I have to admit I think about it.

Way back in the summer of ’35 he had the crazy idea of putting a marathon on roller skates.  A team was one man and one woman; the winning team that skated several thousand miles won I believe $500.  At that time it was the depth of the depression, and many applicants, skaters and non, showed up as they knew that for at least 30 days they would get food, a bed to sleep, and a chance to make some money.  It was a tremendous success, and just two years later my father and famed sportswriter and author Damon Runyon (“Guys and Dolls”) created the game that has lasted for almost 80 years (80 to be exact on August 13).

Roller Derby shut down in 1973.  In the mid seventies Leo was planning a trip to Montreal to train skaters (“they play hockey and are just what I am looking for”), but he was struck down with an aneurism in 1978 and never lived to see his dream of a competitive game come to pass.  For the whole story of the game through and until its demise, read Keith Coppage’s wonderful history and pictorial “From Roller Derby to Rollerjam”. It is on sale at Rollercon at the Roller Derby Books booth, next to the WFTDA booth.

So say he shows up at the Westgate, having no knowledge of what has happened to his game.  He meets up with several thousand men and women participants dressed in what looks like space gear, flying around the floor (“where is the banked track”, he asks), going through rigorous and specific physical and mental training programs;  listening to seminars (one by his son, Friday at 1:30 PM, telling many of the things he learned from his father).  And when his son shows him the newest device, ticketing on a mobile phone that is entirely paperless and available now for Roller Derby through Brown Paper Tickets, he can’t believe it.
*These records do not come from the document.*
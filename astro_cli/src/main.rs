use astro_core::session::today;
use astro_core::*;
use chrono::NaiveDate;
use clap::{ArgAction, Parser, Subcommand, ValueEnum};
use std::path::PathBuf;
use std::process::ExitCode;

mod interactive;

#[derive(Parser)]
#[command(name = "astrofit")]
#[command(about = "Astronaut fitness tracker: log exercise, meals and movement", long_about = None)]
struct Cli {
    #[command(subcommand)]
    command: Option<Commands>,

    /// Override the data file location
    #[arg(long, global = true)]
    data_file: Option<PathBuf>,

    /// Astronaut name to log for
    #[arg(long, short, global = true)]
    user: Option<String>,

    /// Show more log output on stderr (-v info, -vv debug)
    #[arg(long, short, global = true, action = ArgAction::Count)]
    verbose: u8,
}

#[derive(Subcommand)]
enum Commands {
    /// Log an exercise for today
    Exercise {
        /// Catalog exercise name (see `catalog`)
        #[arg(long, required_unless_present = "other")]
        name: Option<String>,

        /// Name of an exercise that is not in the catalog
        #[arg(long, conflicts_with = "name", requires = "rate")]
        other: Option<String>,

        /// Calories per minute for an `--other` exercise
        #[arg(long, requires = "other", allow_hyphen_values = true)]
        rate: Option<String>,

        /// Duration in minutes
        #[arg(long, allow_hyphen_values = true)]
        duration: String,
    },

    /// Log a walk or jog for today
    Movement {
        #[arg(long, value_enum, default_value_t = ActivityArg::Walking)]
        activity: ActivityArg,

        /// Speed tier, e.g. "Moderate" or "Moderate (3 km/h)"; slowest if omitted
        #[arg(long)]
        speed: Option<String>,

        /// Total duration in minutes
        #[arg(long, allow_hyphen_values = true)]
        duration: String,

        /// Minutes of the total spent in microgravity
        #[arg(long, default_value = "0", allow_hyphen_values = true)]
        microgravity: String,
    },

    /// Log a meal for today
    Meal {
        /// Meal description; may include quantities like "2 eggs"
        #[arg(long)]
        name: String,

        #[arg(long, allow_hyphen_values = true)]
        calories: Option<String>,

        /// Protein in grams
        #[arg(long, allow_hyphen_values = true)]
        protein: Option<String>,

        /// Carbohydrates in grams
        #[arg(long, allow_hyphen_values = true)]
        carbs: Option<String>,

        /// Fill missing numbers from the nutrition service
        #[arg(long)]
        lookup: bool,
    },

    /// Show the daily summary
    Summary {
        /// Date as YYYY-MM-DD (defaults to today)
        #[arg(long)]
        date: Option<String>,
    },

    /// Look up nutrition facts without logging anything
    Lookup {
        /// Food description, e.g. "1 cup rice"
        #[arg(required = true, num_args = 1..)]
        query: Vec<String>,
    },

    /// List the built-in exercises and speed tiers
    Catalog,

    /// Export every logged entry of a user to CSV
    Export {
        #[arg(long)]
        output: PathBuf,
    },
}

#[derive(Clone, Copy, ValueEnum)]
enum ActivityArg {
    Walking,
    Jogging,
}

impl From<ActivityArg> for Activity {
    fn from(arg: ActivityArg) -> Self {
        match arg {
            ActivityArg::Walking => Activity::Walking,
            ActivityArg::Jogging => Activity::Jogging,
        }
    }
}

fn main() -> ExitCode {
    let cli = Cli::parse();
    astro_core::logging::init(cli.verbose);

    match run(cli) {
        Ok(()) => ExitCode::SUCCESS,
        Err(e) => {
            eprintln!("Error: {}", e);
            ExitCode::FAILURE
        }
    }
}

fn run(cli: Cli) -> Result<()> {
    let config = Config::load()?;
    let store_path = cli
        .data_file
        .clone()
        .unwrap_or_else(|| config.data.store_path());

    let catalog = get_default_catalog();
    let errors = catalog.validate();
    if !errors.is_empty() {
        eprintln!("Catalog validation errors:");
        for error in errors {
            eprintln!("  - {}", error);
        }
        return Err(Error::Config("Invalid rate catalog".into()));
    }

    let user = cli.user.as_deref();
    let open = |user: Option<&str>| open_session(&store_path, catalog, user);

    match cli.command {
        Some(Commands::Catalog) => {
            cmd_catalog(catalog);
            Ok(())
        }
        Some(Commands::Lookup { query }) => {
            let client = NutritionixClient::new(&config.nutrition)?;
            cmd_lookup(&client, &query.join(" "))
        }
        Some(Commands::Exercise {
            name,
            other,
            rate,
            duration,
        }) => cmd_exercise(&mut open(user)?, name, other, rate, duration),
        Some(Commands::Movement {
            activity,
            speed,
            duration,
            microgravity,
        }) => cmd_movement(
            &mut open(user)?,
            activity.into(),
            speed,
            duration,
            microgravity,
        ),
        Some(Commands::Meal {
            name,
            calories,
            protein,
            carbs,
            lookup,
        }) => {
            let form = MealForm {
                name,
                calories: calories.unwrap_or_default(),
                protein: protein.unwrap_or_default(),
                carbs: carbs.unwrap_or_default(),
            };
            let client = if lookup {
                Some(NutritionixClient::new(&config.nutrition)?)
            } else {
                None
            };
            cmd_meal(&mut open(user)?, form, client.as_ref())
        }
        Some(Commands::Summary { date }) => cmd_summary(&open(user)?, date),
        Some(Commands::Export { output }) => cmd_export(&open(user)?, &output),
        None => {
            let mut session = open(None)?;
            if !config.nutrition.has_credentials() {
                tracing::warn!("Nutrition API keys are not set; meal auto-fill will not work");
            }
            let client = NutritionixClient::new(&config.nutrition)?;
            let stdin = std::io::stdin();
            let mut console = interactive::Console::new(stdin.lock(), std::io::stdout());
            console.run(&mut session, &client, user)
        }
    }
}

/// Load the store, report a quarantined data file, and select the user if given
fn open_session<'c>(
    store_path: &std::path::Path,
    catalog: &'c RateCatalog,
    user: Option<&str>,
) -> Result<Session<'c>> {
    let mut session = Session::open(store_path, catalog)?;
    tracing::debug!("Using data file {:?}", session.path());
    if let Some(notice) = session.take_corruption_notice() {
        eprintln!("Warning: {}", notice);
    }
    if let Some(name) = user {
        session.select_user(name)?;
    }
    Ok(session)
}

fn cmd_exercise(
    session: &mut Session,
    name: Option<String>,
    other: Option<String>,
    rate: Option<String>,
    duration: String,
) -> Result<()> {
    let selection = match other {
        Some(other) => ExerciseSelection::Other {
            name: other,
            calories_per_minute: rate.unwrap_or_default(),
        },
        None => ExerciseSelection::Named(name.unwrap_or_default()),
    };
    let form = ExerciseForm {
        selection,
        duration,
    };

    let entry = session.log_exercise(today(), &form)?;
    println!(
        "✓ {} logged! {} calories burned.",
        entry.name,
        summary::format_amount(entry.calories)
    );
    Ok(())
}

fn cmd_movement(
    session: &mut Session,
    activity: Activity,
    speed: Option<String>,
    duration: String,
    microgravity: String,
) -> Result<()> {
    let form = MovementForm {
        activity: activity.to_string(),
        speed,
        duration,
        microgravity,
    };

    let entry = session.log_movement(today(), &form)?;
    println!(
        "✓ {} at {} logged! Calories burned: {}",
        entry.activity,
        entry.speed_label,
        summary::format_amount(entry.calories)
    );
    Ok(())
}

fn cmd_meal(
    session: &mut Session,
    mut form: MealForm,
    lookup: Option<&NutritionixClient>,
) -> Result<()> {
    if let Some(client) = lookup {
        // Explicit values win over looked-up ones
        let manual = form.clone();
        let facts = session.autofill_meal(client, &mut form)?;
        for (field, value) in [
            (&mut form.calories, manual.calories),
            (&mut form.protein, manual.protein),
            (&mut form.carbs, manual.carbs),
        ] {
            if !value.trim().is_empty() {
                *field = value;
            }
        }
        println!(
            "Nutrition info auto-filled{}.",
            facts
                .food_name
                .map(|name| format!(" from \"{}\"", name))
                .unwrap_or_default()
        );
    }

    let entry = session.log_meal(today(), &form)?;
    println!(
        "✓ Meal logged! {}: {} cal, {}g protein, {}g carbs",
        entry.name,
        summary::format_amount(entry.calories),
        summary::format_amount(entry.protein_g),
        summary::format_amount(entry.carbs_g)
    );
    Ok(())
}

fn cmd_summary(session: &Session, date: Option<String>) -> Result<()> {
    let date: NaiveDate = match date {
        Some(raw) => validate::parse_date(&raw)?,
        None => today(),
    };

    match session.summary(date)? {
        Some(summary) => {
            let name = session.display_name().unwrap_or_default();
            print!("{}", summary.render(&name));
        }
        None => println!("No data found for {}.", date),
    }
    Ok(())
}

fn cmd_lookup(lookup: &dyn NutritionLookup, query: &str) -> Result<()> {
    let facts = lookup.lookup(query)?;
    if let Some(name) = &facts.food_name {
        println!("{}", name);
    }
    println!("  Calories: {}", summary::format_amount(facts.calories));
    println!("  Protein:  {} g", summary::format_amount(facts.protein_g));
    println!("  Carbs:    {} g", summary::format_amount(facts.carbs_g));
    Ok(())
}

fn cmd_catalog(catalog: &RateCatalog) {
    println!("Exercises (calories per minute):");
    for exercise in &catalog.exercises {
        println!("  {:<20} {}", exercise.name, exercise.calories_per_minute);
    }

    for activity in Activity::ALL {
        println!();
        println!("{} speeds (calories per minute):", activity);
        for tier in catalog.speed_tiers(activity) {
            println!("  {:<20} {}", tier.label, tier.calories_per_minute);
        }
    }
}

fn cmd_export(session: &Session, output: &std::path::Path) -> Result<()> {
    let record = session.record()?;
    let count = export::export_user_csv(record, output)?;
    println!("✓ Exported {} entries to {}", count, output.display());
    Ok(())
}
He would be blown away.  The beautiful women and super-fit men, the who cares attitude,  booths selling clothes, books, weird garb, and Tony Muse selling skates from the company he and his brother started..  And the fact that these leagues are committed to community service.   And the players flock to him, virtually worshipping him for creating the game that has changed their lives.  

“There are 1853 leagues in 48 countries with 100,000 participants?  Impossible; at the most we had 200 skaters and had the benefit of great publicity and television” he would exclaim in wonder.

And then when the Vagine Regime invites him to the dance off/pants off party and he goes to the black and blue, well that is another story.  But when he sees the skating and hears about the sacrifices in time and money they all make and the Derby love, his eyes tear up.

I hope you all love and preserve the history of what came before.  Keep looking around the Westgate for Leo…..he will be sitting in a chair just shaking his head.